*** DATA Section Begins ***

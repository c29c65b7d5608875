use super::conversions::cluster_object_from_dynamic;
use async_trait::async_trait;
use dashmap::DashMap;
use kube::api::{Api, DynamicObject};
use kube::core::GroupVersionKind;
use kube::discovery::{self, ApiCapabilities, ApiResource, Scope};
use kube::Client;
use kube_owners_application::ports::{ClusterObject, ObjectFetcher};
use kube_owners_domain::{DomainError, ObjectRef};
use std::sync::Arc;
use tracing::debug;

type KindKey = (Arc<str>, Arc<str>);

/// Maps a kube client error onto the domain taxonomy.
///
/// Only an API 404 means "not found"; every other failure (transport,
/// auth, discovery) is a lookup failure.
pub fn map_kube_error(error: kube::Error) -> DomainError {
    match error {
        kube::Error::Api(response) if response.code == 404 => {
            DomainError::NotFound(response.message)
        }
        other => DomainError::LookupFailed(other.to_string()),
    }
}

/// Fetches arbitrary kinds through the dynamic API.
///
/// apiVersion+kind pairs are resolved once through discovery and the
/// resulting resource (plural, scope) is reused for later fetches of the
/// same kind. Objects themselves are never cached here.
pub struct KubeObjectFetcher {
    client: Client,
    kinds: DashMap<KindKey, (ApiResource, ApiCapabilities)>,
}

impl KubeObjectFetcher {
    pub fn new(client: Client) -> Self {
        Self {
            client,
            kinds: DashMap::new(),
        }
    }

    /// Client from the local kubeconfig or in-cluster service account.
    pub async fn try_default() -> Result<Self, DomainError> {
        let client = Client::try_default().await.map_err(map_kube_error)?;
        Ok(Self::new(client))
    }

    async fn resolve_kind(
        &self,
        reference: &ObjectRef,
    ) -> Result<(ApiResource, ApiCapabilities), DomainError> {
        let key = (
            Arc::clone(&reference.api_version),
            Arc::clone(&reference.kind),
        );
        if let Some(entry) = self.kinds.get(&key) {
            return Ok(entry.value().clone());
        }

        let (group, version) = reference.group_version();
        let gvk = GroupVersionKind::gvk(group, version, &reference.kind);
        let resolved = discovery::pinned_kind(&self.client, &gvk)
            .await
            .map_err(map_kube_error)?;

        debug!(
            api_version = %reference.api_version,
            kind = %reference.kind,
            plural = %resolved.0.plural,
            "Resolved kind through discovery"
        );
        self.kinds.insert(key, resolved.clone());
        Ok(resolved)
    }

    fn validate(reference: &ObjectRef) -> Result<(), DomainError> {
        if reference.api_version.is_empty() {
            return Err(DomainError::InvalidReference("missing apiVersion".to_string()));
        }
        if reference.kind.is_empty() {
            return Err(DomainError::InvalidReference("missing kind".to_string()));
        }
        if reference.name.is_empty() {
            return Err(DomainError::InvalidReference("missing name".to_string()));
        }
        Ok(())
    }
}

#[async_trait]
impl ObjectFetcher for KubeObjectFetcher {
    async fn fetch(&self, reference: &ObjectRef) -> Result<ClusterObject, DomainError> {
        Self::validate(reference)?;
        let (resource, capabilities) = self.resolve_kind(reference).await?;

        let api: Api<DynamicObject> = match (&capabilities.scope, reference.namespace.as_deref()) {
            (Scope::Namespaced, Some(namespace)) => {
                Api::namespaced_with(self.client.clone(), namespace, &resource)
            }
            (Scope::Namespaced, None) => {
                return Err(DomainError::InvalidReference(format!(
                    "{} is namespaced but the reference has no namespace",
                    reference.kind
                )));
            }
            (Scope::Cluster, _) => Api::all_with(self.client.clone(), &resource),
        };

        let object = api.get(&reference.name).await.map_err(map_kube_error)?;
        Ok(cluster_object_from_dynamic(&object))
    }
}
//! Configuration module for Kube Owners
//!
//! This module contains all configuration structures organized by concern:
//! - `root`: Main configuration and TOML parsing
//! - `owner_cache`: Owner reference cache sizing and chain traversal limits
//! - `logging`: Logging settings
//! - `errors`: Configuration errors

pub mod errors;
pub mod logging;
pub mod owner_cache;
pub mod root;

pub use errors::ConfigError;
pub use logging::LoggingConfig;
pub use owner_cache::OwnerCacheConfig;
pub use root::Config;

*** DATA Section Ends ***
*** DATA Section Begins ***

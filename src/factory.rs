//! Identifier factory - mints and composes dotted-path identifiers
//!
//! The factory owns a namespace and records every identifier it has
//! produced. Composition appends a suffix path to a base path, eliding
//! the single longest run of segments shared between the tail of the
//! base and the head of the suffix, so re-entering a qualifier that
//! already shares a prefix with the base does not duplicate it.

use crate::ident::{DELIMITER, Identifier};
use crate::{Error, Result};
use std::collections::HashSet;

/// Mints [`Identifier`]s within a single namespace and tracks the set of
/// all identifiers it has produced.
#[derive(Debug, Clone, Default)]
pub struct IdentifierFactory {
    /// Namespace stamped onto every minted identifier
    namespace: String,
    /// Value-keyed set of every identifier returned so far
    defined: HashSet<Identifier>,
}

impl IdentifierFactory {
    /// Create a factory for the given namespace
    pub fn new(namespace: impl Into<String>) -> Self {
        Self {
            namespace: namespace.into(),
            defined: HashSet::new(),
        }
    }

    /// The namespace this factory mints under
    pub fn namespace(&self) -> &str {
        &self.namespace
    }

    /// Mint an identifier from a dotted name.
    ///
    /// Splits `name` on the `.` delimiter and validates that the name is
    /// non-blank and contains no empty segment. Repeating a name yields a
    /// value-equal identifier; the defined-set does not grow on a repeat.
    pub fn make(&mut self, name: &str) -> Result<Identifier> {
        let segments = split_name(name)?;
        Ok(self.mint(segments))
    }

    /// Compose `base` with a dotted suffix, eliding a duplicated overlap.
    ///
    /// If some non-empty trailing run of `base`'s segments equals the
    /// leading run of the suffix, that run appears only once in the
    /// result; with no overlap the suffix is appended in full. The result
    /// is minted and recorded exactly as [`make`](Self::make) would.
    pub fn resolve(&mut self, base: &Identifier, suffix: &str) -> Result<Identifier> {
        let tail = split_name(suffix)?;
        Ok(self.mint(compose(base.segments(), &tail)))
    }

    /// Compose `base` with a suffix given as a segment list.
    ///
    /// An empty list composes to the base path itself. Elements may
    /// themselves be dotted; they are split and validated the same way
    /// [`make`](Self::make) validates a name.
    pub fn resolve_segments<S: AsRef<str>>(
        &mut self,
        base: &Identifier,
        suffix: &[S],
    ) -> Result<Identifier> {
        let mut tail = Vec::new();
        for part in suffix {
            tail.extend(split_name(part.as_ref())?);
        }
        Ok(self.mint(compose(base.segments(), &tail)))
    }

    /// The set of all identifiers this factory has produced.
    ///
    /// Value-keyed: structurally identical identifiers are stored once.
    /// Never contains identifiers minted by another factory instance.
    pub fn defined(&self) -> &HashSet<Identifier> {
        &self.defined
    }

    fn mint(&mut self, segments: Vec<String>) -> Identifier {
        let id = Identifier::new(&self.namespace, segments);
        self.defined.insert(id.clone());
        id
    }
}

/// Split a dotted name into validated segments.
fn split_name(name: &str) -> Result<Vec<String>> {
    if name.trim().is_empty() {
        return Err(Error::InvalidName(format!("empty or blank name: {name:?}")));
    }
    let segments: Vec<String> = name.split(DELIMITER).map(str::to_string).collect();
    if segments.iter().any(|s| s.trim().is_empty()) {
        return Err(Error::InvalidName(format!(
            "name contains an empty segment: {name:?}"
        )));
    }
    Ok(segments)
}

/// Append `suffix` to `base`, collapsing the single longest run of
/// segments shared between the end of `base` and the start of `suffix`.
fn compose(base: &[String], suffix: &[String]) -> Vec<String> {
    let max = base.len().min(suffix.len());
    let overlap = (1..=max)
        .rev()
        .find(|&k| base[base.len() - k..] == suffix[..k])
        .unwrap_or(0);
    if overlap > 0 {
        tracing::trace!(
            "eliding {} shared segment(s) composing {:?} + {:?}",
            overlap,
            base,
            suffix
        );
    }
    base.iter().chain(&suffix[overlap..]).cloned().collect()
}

*** DATA Section Ends ***
*** DATA Section Begins ***

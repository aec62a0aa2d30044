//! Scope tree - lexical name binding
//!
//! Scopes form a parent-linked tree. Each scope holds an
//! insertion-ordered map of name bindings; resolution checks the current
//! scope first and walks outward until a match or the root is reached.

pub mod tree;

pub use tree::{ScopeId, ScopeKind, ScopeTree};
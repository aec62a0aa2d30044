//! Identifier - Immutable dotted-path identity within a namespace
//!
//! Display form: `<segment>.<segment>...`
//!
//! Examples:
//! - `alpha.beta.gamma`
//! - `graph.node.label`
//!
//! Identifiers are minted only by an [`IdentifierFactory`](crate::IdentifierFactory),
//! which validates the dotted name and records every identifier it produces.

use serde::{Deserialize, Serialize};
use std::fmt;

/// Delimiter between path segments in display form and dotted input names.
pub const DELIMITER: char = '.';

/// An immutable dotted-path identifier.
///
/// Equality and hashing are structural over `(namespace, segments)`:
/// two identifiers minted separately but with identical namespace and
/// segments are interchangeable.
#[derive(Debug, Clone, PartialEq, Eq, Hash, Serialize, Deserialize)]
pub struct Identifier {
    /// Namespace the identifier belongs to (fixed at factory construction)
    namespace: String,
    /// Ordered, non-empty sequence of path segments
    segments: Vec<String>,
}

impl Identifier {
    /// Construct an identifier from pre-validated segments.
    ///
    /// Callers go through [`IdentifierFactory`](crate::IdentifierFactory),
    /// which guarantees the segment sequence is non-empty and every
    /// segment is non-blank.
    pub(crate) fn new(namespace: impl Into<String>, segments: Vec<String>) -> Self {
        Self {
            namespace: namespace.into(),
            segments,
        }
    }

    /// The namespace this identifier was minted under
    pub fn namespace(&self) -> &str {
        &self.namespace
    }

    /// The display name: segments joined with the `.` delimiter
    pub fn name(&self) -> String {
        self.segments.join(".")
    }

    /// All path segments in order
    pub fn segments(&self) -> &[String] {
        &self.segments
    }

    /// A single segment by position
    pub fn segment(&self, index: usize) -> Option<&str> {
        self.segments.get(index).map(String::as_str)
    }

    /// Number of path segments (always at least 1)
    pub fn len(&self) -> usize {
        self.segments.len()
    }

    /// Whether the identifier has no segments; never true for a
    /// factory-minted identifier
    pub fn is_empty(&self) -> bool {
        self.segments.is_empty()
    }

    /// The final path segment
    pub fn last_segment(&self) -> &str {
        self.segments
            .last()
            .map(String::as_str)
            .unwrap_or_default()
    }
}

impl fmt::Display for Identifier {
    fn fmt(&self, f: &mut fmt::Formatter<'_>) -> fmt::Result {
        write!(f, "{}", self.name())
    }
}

*** DATA Section Ends ***

Since only the number is needed, state how many lines of the listing contain the word "sequence".

*RESULT FOR THIS EXERCISE*:
2